Aandeelhoudersgeschil in familiebedrijf; de uittreedvordering

In het geschil dat speelde voor de Rechtbank Midden-Nederland gaat het om vijf broers die elk middels hun houdstervennootschap 20% van de aandelen in het familiebedrijf houden. De relatie tussen de broers is zwaar verstoord. De broers bestoken elkaar met diverse brieven en procedures met verwijten over misdragingen. Vier broers vormen uiteindelijk een blok tegen één van de broers. Deze broer vordert daarom dat zijn vier broers zijn aandelen in het familiebedrijf overnemen.

De uittreedvordering

Het is op grond van de wet mogelijk om als aandeelhouder te vorderen dat de medeaandeelhouders of de vennootschap de door hem gehouden aandelen in de besloten vennootschap (BV) moeten overnemen. De vordering tot uittreding biedt een uitweg aan de aandeelhouder die door gedragingen van zijn medeaandeelhouder(s) zozeer in zijn positie wordt bekneld of benard dat voortzetting van zijn aandeelhouderschap in redelijkheid niet meer van hem kan worden gevergd.

De achtergrond van de geschillenregeling is dat een aandeelhouder onder omstandigheden aan zijn onhoudbaar geworden positie een einde moet kunnen maken. Hoewel voor toewijzing van een vordering tot uittreding niet is vereist dat de medeaandeelhouder zich heeft misdragen, geldt wel de voorwaarde dat de rechten of belangen van de aandeelhouder door gedragingen van de medeaandeelhouder worden geschaad.

Het niet handelen van de medeaandeelhouders

De rechtbank stelt in de zaak van de vijf broers vast dat de (persoonlijke) relatie tussen de aandeelhouders zwaar is verstoord. Ondanks de verstoorde verhouding wijst zij de vordering tot uittreding af. De rechtbank is van oordeel dat er in de procedure onvoldoende is komen vast te staan dat de aandeelhouder door zijn broers en medeaandeelhouders in zijn rechten en belangen wordt geschaad.

Verstoorde relatie en blokvorming

Het feit dat er sprake is van een totaal geëscaleerde familieruzie en een blokvorming in de aandeelhoudersvergadering, is naar het oordeel van de rechtbank bovendien onvoldoende om te komen tot de conclusie dat het voortduren van het aandeelhouderschap in redelijkheid niet langer kan worden gevergd. De rechtbank acht in dit kader van belang dat alle broers vrijwillig zijn teruggetreden als bestuurders van het familiebedrijf en hebben besloten om een derde als extern bestuurder aan te stellen. De verhouding in de aandeelhoudersvergadering is ongewijzigd gebleven. De bestuurder betrok alle aandeelhouders bij de besluitvorming en de aandeelhouders worden ook niet ongelijk behandeld. Er is geen afbreuk gedaan aan de aandeelhoudersrechten van de alleenstaande broer.
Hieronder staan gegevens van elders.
//! Async runner: self-play, scripted humans and episode termination.

use std::sync::{Arc, Mutex};
use strictly_reversi::{
    Agent, AgentId, Color, Decider, DecisionRequest, FirstLegal, HumanPlayer, MatchConfig,
    MatchEvent, MatchOutcome, MatchResult, MatchRunner, Orchestrator, OrchestratorSettings, Ply,
    Role, ScriptedConfirmer, SeatConfig, TeamId, TurnError, shared_lines,
};
use tokio::sync::mpsc;

const BLACK_PLIES: &str =
    "e3 c2 c1 a1 e1 e2 g1 b3 a3 c3 h2 g3 f4 a5 c6 c4 g5 g4 b6 h5 e6 g6 a7 c7 e7 g7 b8 d8 h7 g8";
const WHITE_PLIES: &str =
    "d3 d2 b1 d1 f2 f1 g2 b2 a2 f3 h1 h3 a4 f5 c5 b5 d6 b4 h4 a6 f6 h6 b7 d7 f7 a8 c8 e8 f8 h8";

fn drain(rx: &mut mpsc::UnboundedReceiver<MatchEvent>) -> Vec<MatchEvent> {
    let mut events = Vec::new();
    while let Ok(event) = rx.try_recv() {
        events.push(event);
    }
    events
}

/// First-legal machine that records its results.
struct Recorder {
    inner: FirstLegal,
    agent: AgentId,
    results: Arc<Mutex<Vec<(AgentId, MatchResult)>>>,
}

#[async_trait::async_trait]
impl Decider for Recorder {
    async fn decide(&mut self, request: &DecisionRequest) -> anyhow::Result<Ply> {
        self.inner.decide(request).await
    }

    fn on_match_end(&mut self, outcome: &MatchOutcome) {
        let result = outcome.result_for(self.agent).result;
        self.results.lock().unwrap().push((self.agent, result));
    }

    fn name(&self) -> &str {
        self.inner.name()
    }
}

/// Always passes, which is illegal at the opening.
struct Stubborn;

#[async_trait::async_trait]
impl Decider for Stubborn {
    async fn decide(&mut self, _request: &DecisionRequest) -> anyhow::Result<Ply> {
        Ok(Ply::Pass)
    }

    fn on_rejected(&mut self, error: &TurnError) {
        assert_eq!(error.to_string(), "Black cannot pass while a legal move exists");
    }

    fn name(&self) -> &str {
        "stubborn"
    }
}

fn machines(settings: OrchestratorSettings) -> Orchestrator {
    let first = Agent::new(AgentId::First, "a", TeamId(1), Role::Machine, Color::Black);
    let second = Agent::new(AgentId::Second, "b", TeamId(0), Role::Machine, Color::White);
    Orchestrator::new(first, second, settings).unwrap()
}

#[tokio::test]
async fn test_selfplay_rotates_and_tallies() {
    let config = MatchConfig::selfplay().with_machine_delay_ms(0);
    let (tx, mut rx) = mpsc::unbounded_channel();
    let mut runner = MatchRunner::from_config(&config, None).unwrap().with_events(tx);

    let outcomes = runner.run(2).await.unwrap();
    assert_eq!(outcomes.len(), 2);
    for outcome in &outcomes {
        assert_eq!(outcome.winner, Some(Color::Black));
        assert_eq!((outcome.score.black, outcome.score.white), (40, 24));
        assert_eq!(outcome.steps, 60);
    }
    assert_eq!(outcomes[0].result_for(AgentId::First).result, MatchResult::Win);
    assert_eq!(outcomes[1].result_for(AgentId::First).result, MatchResult::Loss);

    let orch = runner.orchestrator();
    assert_eq!(*orch.tallies().color().black(), 2);
    assert_eq!(orch.matches_played(), 2);
    assert_eq!(
        orch.tallies().headline(true, true, false).to_string(),
        "Team A : Team B : Draw = 1 : 1 : 0"
    );

    let events = drain(&mut rx);
    let plies = events.iter().filter(|e| matches!(e, MatchEvent::Played { .. })).count();
    assert_eq!(plies, 120);
    assert_eq!(events.iter().filter(|e| matches!(e, MatchEvent::Ended(_))).count(), 2);
}

#[tokio::test]
async fn test_on_match_end_reaches_deciders() {
    let results = Arc::new(Mutex::new(Vec::new()));
    let recorder = |agent: AgentId| {
        Box::new(Recorder {
            inner: FirstLegal::new(format!("{}", agent)),
            agent,
            results: results.clone(),
        }) as Box<dyn Decider>
    };
    let settings = OrchestratorSettings::new(true, false, std::time::Duration::ZERO);
    let mut runner = MatchRunner::new(
        machines(settings),
        [recorder(AgentId::First), recorder(AgentId::Second)],
        Box::new(ScriptedConfirmer::default()),
    );

    runner.run(1).await.unwrap();
    let results = results.lock().unwrap();
    assert_eq!(
        *results,
        vec![(AgentId::First, MatchResult::Win), (AgentId::Second, MatchResult::Loss)]
    );
}

#[tokio::test]
async fn test_on_match_end_skips_human_seat() {
    let results = Arc::new(Mutex::new(Vec::new()));
    let recorder = |agent: AgentId| {
        Box::new(Recorder {
            inner: FirstLegal::new(format!("{}", agent)),
            agent,
            results: results.clone(),
        }) as Box<dyn Decider>
    };
    let first = Agent::new(AgentId::First, "alice", TeamId(1), Role::Human, Color::Black);
    let second = Agent::new(AgentId::Second, "bot", TeamId(0), Role::Machine, Color::White);
    let settings = OrchestratorSettings::new(true, false, std::time::Duration::ZERO);
    let orch = Orchestrator::new(first, second, settings).unwrap();

    let (line_tx, line_rx) = mpsc::unbounded_channel();
    for line in BLACK_PLIES.split(' ') {
        line_tx.send(line.to_string()).unwrap();
    }
    let mut runner = MatchRunner::new(
        orch,
        [recorder(AgentId::First), recorder(AgentId::Second)],
        Box::new(ScriptedConfirmer::default()),
    )
    .with_human(HumanPlayer::new("alice", shared_lines(line_rx)));

    let outcomes = runner.run(1).await.unwrap();
    assert_eq!(outcomes[0].winner, Some(Color::Black));
    assert_eq!(*results.lock().unwrap(), vec![(AgentId::Second, MatchResult::Loss)]);
}

#[tokio::test]
async fn test_rejection_limit_ends_episode() {
    let mut runner = MatchRunner::new(
        machines(OrchestratorSettings::default()),
        [Box::new(Stubborn) as Box<dyn Decider>, Box::new(FirstLegal::new("b"))],
        Box::new(ScriptedConfirmer::default()),
    )
    .with_max_rejections(2);

    let err = runner.run(1).await.unwrap_err();
    let message = err.to_string();
    assert!(message.contains("stubborn"), "{}", message);
    assert!(message.contains("after 2 rejected decisions"), "{}", message);
    assert_eq!(runner.orchestrator().engine().step(), 0);
}

#[tokio::test]
async fn test_human_without_input_fails() {
    let config = MatchConfig::default().with_machine_delay_ms(0);
    let mut runner = MatchRunner::from_config(&config, None).unwrap();
    let err = runner.run(1).await.unwrap_err();
    assert!(err.to_string().contains("no input is attached"));
}

#[tokio::test]
async fn test_scripted_human_plays_both_sides_across_change() {
    let config = MatchConfig::default()
        .with_black(SeatConfig::new("alice", Role::Human, TeamId(1)))
        .with_white(SeatConfig::new("bot", Role::Machine, TeamId(0)))
        .with_machine_delay_ms(0);

    let (line_tx, line_rx) = mpsc::unbounded_channel();
    for line in ["zz", "a1"].into_iter().chain(BLACK_PLIES.split(' ')) {
        line_tx.send(line.to_string()).unwrap();
    }
    line_tx.send("change".to_string()).unwrap();
    for line in WHITE_PLIES.split(' ') {
        line_tx.send(line.to_string()).unwrap();
    }

    let (tx, mut rx) = mpsc::unbounded_channel();
    let mut runner = MatchRunner::from_config(&config, Some(shared_lines(line_rx)))
        .unwrap()
        .with_events(tx);

    let first = runner.run(1).await.unwrap();
    assert_eq!(first[0].result_for(AgentId::First).result, MatchResult::Win);
    let events = drain(&mut rx);
    let rejected: Vec<_> = events
        .iter()
        .filter_map(|e| match e {
            MatchEvent::Rejected { agent, error } => Some((*agent, error.clone())),
            _ => None,
        })
        .collect();
    assert_eq!(rejected, vec![(AgentId::First, "Black cannot play a1".to_string())]);
    assert!(events.iter().any(|e| matches!(e, MatchEvent::HumanTurn(Color::Black))));

    // The confirm step reads "change": the White seat is now the human one.
    let second = runner.run(1).await.unwrap();
    let events = drain(&mut rx);
    assert!(events.iter().any(|e| matches!(
        e,
        MatchEvent::Confirmed { message, .. } if message == "You Win"
    )));

    let orch = runner.orchestrator();
    assert!(orch.agent(AgentId::First).is_machine());
    assert!(orch.agent(AgentId::Second).is_human());
    assert_eq!(second[0].result_for(AgentId::Second).result, MatchResult::Loss);
    assert_eq!(second[0].winner, Some(Color::Black));
    assert_eq!(*orch.tallies().race().human(), 1);
    assert_eq!(*orch.tallies().race().machine(), 1);
}

#[tokio::test]
async fn test_human_undo_through_runner() {
    let config = MatchConfig::default().with_machine_delay_ms(0);
    let (line_tx, line_rx) = mpsc::unbounded_channel();
    for line in ["e3", "undo"].into_iter().chain(BLACK_PLIES.split(' ')) {
        line_tx.send(line.to_string()).unwrap();
    }

    let (tx, mut rx) = mpsc::unbounded_channel();
    let mut runner = MatchRunner::from_config(&config, Some(shared_lines(line_rx)))
        .unwrap()
        .with_events(tx);

    let outcomes = runner.run(1).await.unwrap();
    assert_eq!(outcomes[0].steps, 60);
    let events = drain(&mut rx);
    assert!(events.iter().any(|e| matches!(
        e,
        MatchEvent::Undone {
            color: Color::Black,
            removed: 2
        }
    )));
}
De rechtbank hecht veel waarde aan het feit dat de verhouding in de aandeelhoudersvergadering getalsmatig ongewijzigd is gebleven en de alleenstaande broer formeel niet beperkt wordt in zijn aandeelhoudersrechten. In eerdere uitspraken hebben rechtbanken vergelijkbaar geoordeeld (zie Atlas Chemie, Autom8-it en de Procap-zaak). De achtergrond van deze beslissingen is dat het sec hebben van een minderheid in de aandeelhoudersvergadering onvoldoende is om te komen tot het oordeel dat de aandeelhouder zich in een benarde situatie bevindt.

Met voormelde lijn in de jurisprudentie moet bij het voorbereiden en het instellen van een vordering tot uittreding rekening worden gehouden. De vraag is evenwel of in de rechtspraak niet meer gewicht zou moeten worden toegekend aan het feit dat er sprake is van een zwaar verstoorde relatie tussen de aandeelhouders van de vennootschap. In die situaties is het vaak lastig om aan te wijzen welke aandeelhouder precies schuldig is. We hebben immers niet voor niets het gezegde ‘waar twee vechten hebben twee schuld’. Het is niet moeilijk voor te stellen dat één van de aandeelhouders zich vanwege de ruzie in een benarde situatie bevindt.